● **Your assignment**
Filter the records below for the word "Cell". Copy each line that holds it.

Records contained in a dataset
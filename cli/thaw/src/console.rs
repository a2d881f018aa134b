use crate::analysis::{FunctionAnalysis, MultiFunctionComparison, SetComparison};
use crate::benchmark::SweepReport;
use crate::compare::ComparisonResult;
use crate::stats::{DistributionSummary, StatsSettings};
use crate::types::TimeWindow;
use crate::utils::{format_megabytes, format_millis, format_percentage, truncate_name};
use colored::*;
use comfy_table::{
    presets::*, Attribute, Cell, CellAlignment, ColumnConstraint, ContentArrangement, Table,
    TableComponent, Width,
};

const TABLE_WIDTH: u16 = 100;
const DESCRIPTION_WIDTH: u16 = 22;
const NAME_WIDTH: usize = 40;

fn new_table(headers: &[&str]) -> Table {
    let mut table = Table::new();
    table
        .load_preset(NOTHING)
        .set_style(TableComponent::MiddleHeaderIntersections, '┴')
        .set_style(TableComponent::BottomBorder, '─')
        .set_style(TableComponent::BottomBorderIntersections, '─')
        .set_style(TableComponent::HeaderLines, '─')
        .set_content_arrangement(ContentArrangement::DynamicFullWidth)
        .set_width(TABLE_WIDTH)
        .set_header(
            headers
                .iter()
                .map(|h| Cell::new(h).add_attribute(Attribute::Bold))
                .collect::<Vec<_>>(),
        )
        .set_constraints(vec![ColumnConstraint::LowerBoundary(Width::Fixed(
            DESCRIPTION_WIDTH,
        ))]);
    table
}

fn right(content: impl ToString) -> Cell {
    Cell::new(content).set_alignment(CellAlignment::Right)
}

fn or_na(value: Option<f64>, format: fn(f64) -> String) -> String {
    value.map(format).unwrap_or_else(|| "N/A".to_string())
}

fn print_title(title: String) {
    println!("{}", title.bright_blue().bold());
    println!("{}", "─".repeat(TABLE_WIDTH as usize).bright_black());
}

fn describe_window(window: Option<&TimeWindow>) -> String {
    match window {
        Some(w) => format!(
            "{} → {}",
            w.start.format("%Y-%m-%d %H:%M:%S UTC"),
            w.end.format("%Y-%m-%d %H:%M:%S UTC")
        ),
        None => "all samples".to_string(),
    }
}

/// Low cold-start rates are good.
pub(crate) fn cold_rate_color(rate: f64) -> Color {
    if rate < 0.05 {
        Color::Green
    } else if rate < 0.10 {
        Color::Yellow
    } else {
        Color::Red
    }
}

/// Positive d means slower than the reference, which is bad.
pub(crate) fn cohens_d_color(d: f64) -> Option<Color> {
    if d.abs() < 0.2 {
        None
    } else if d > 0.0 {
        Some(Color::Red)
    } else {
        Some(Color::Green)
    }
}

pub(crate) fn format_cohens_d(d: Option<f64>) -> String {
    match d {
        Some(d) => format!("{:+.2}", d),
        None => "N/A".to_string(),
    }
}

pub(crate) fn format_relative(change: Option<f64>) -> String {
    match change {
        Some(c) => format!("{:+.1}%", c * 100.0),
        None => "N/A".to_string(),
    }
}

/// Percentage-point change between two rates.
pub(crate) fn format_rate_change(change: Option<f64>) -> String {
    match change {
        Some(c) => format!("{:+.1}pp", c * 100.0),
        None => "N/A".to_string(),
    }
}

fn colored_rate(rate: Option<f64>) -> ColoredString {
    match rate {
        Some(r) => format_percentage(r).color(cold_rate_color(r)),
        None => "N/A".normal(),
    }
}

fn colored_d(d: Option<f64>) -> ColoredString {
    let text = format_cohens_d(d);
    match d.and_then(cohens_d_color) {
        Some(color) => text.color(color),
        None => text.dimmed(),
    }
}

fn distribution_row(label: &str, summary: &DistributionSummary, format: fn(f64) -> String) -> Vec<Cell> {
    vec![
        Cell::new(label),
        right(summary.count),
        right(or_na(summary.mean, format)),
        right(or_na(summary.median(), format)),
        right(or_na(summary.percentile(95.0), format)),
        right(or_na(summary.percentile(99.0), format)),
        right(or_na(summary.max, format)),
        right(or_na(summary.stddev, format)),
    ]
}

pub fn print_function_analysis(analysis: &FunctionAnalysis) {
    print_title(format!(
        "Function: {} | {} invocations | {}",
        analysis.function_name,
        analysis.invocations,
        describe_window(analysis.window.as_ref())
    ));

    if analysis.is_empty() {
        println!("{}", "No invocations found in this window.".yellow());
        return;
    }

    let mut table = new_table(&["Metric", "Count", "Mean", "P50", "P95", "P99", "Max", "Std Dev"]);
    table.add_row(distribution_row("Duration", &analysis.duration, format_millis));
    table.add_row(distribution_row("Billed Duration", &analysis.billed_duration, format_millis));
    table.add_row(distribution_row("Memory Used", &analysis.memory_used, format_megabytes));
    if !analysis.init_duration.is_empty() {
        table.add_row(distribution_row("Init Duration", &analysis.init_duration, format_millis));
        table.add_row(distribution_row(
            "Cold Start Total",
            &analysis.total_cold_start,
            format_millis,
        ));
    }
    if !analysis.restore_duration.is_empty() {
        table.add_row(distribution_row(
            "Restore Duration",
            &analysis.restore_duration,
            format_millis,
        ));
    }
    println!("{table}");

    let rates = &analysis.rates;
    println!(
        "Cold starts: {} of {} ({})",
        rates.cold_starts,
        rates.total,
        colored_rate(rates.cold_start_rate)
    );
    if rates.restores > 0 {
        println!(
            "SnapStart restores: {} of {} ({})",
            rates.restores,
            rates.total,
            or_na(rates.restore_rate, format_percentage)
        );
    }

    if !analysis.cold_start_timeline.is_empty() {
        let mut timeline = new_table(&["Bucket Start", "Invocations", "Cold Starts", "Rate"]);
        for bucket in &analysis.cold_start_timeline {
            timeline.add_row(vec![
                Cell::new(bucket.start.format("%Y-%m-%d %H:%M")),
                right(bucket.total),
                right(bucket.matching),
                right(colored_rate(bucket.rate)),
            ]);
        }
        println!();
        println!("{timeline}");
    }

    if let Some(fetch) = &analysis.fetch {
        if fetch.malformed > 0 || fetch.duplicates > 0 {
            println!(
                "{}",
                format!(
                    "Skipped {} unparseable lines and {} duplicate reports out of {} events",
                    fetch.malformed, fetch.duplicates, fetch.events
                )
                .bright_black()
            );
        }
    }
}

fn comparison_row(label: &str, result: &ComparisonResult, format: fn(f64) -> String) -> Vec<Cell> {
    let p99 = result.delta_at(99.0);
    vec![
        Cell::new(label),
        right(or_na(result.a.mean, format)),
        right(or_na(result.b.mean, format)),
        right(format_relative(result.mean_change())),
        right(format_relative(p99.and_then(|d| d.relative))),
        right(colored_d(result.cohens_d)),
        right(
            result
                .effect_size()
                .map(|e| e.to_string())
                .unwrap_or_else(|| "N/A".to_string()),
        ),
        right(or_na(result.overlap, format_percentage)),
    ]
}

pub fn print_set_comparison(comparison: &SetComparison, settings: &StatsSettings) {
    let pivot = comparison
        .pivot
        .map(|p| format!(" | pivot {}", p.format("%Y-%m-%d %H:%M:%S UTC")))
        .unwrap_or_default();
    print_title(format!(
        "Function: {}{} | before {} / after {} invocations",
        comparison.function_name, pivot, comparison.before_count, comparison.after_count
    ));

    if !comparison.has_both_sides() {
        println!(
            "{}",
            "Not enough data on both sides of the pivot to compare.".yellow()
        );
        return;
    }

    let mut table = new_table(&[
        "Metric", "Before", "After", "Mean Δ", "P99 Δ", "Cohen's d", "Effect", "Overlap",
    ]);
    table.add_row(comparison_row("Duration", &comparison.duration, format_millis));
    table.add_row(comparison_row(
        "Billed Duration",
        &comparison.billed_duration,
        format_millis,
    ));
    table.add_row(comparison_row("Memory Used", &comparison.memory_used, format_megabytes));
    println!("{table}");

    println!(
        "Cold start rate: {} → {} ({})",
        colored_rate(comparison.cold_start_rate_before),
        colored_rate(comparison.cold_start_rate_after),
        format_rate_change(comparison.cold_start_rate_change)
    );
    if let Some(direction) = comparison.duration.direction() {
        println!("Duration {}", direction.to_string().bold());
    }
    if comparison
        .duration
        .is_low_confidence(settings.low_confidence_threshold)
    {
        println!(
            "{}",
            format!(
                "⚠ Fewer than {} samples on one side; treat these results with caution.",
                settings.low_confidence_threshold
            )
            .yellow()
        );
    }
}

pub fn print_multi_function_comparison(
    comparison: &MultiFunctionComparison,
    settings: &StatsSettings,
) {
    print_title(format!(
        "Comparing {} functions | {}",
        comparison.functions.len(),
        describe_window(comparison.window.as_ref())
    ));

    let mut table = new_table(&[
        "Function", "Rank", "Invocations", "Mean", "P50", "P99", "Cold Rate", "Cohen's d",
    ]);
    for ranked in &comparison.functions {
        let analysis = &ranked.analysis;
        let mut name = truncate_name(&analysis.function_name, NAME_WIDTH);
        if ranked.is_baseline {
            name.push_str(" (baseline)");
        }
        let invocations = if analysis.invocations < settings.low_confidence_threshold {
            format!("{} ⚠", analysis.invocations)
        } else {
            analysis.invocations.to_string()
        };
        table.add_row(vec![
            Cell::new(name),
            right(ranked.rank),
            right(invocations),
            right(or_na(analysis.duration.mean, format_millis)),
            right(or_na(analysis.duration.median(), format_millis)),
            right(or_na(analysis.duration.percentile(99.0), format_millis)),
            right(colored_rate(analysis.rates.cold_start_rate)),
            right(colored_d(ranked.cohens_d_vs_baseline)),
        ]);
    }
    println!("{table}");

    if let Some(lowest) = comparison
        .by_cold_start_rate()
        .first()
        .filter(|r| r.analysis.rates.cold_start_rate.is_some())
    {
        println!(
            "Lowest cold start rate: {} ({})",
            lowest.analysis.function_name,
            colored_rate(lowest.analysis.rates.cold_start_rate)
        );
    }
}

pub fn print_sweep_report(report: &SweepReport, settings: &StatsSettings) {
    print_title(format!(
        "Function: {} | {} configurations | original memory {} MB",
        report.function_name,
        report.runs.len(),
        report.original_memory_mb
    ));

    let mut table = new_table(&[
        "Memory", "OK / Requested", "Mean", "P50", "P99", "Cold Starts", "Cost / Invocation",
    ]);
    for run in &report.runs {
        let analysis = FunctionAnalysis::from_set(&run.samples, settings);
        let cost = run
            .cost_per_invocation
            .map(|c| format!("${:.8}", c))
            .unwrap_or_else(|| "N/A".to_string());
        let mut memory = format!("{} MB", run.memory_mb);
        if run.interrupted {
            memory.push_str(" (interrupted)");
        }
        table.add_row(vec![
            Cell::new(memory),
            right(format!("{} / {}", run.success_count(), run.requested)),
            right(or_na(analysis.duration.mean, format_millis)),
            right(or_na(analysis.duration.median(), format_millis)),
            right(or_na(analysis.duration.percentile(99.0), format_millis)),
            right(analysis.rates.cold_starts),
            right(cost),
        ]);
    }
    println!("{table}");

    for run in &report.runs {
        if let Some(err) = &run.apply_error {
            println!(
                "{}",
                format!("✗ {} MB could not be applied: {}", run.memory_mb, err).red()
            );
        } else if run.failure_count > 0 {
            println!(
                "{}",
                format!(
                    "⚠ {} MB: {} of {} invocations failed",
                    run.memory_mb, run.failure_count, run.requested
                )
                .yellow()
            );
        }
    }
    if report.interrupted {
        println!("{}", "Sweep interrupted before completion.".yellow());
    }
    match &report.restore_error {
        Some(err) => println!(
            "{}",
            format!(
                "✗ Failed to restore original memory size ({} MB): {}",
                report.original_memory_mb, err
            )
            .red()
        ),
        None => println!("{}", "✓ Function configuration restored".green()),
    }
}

● **Written reply**
    presets::*, Attribute, Cell, CellAlignment, ColumnConstraint, ContentArrangement, Table,
                .map(|h| Cell::new(h).add_attribute(Attribute::Bold))
fn right(content: impl ToString) -> Cell {
    Cell::new(content).set_alignment(CellAlignment::Right)
fn distribution_row(label: &str, summary: &DistributionSummary, format: fn(f64) -> String) -> Vec<Cell> {
        Cell::new(label),
                Cell::new(bucket.start.format("%Y-%m-%d %H:%M")),
fn comparison_row(label: &str, result: &ComparisonResult, format: fn(f64) -> String) -> Vec<Cell> {
        Cell::new(label),
            Cell::new(name),
            Cell::new(memory),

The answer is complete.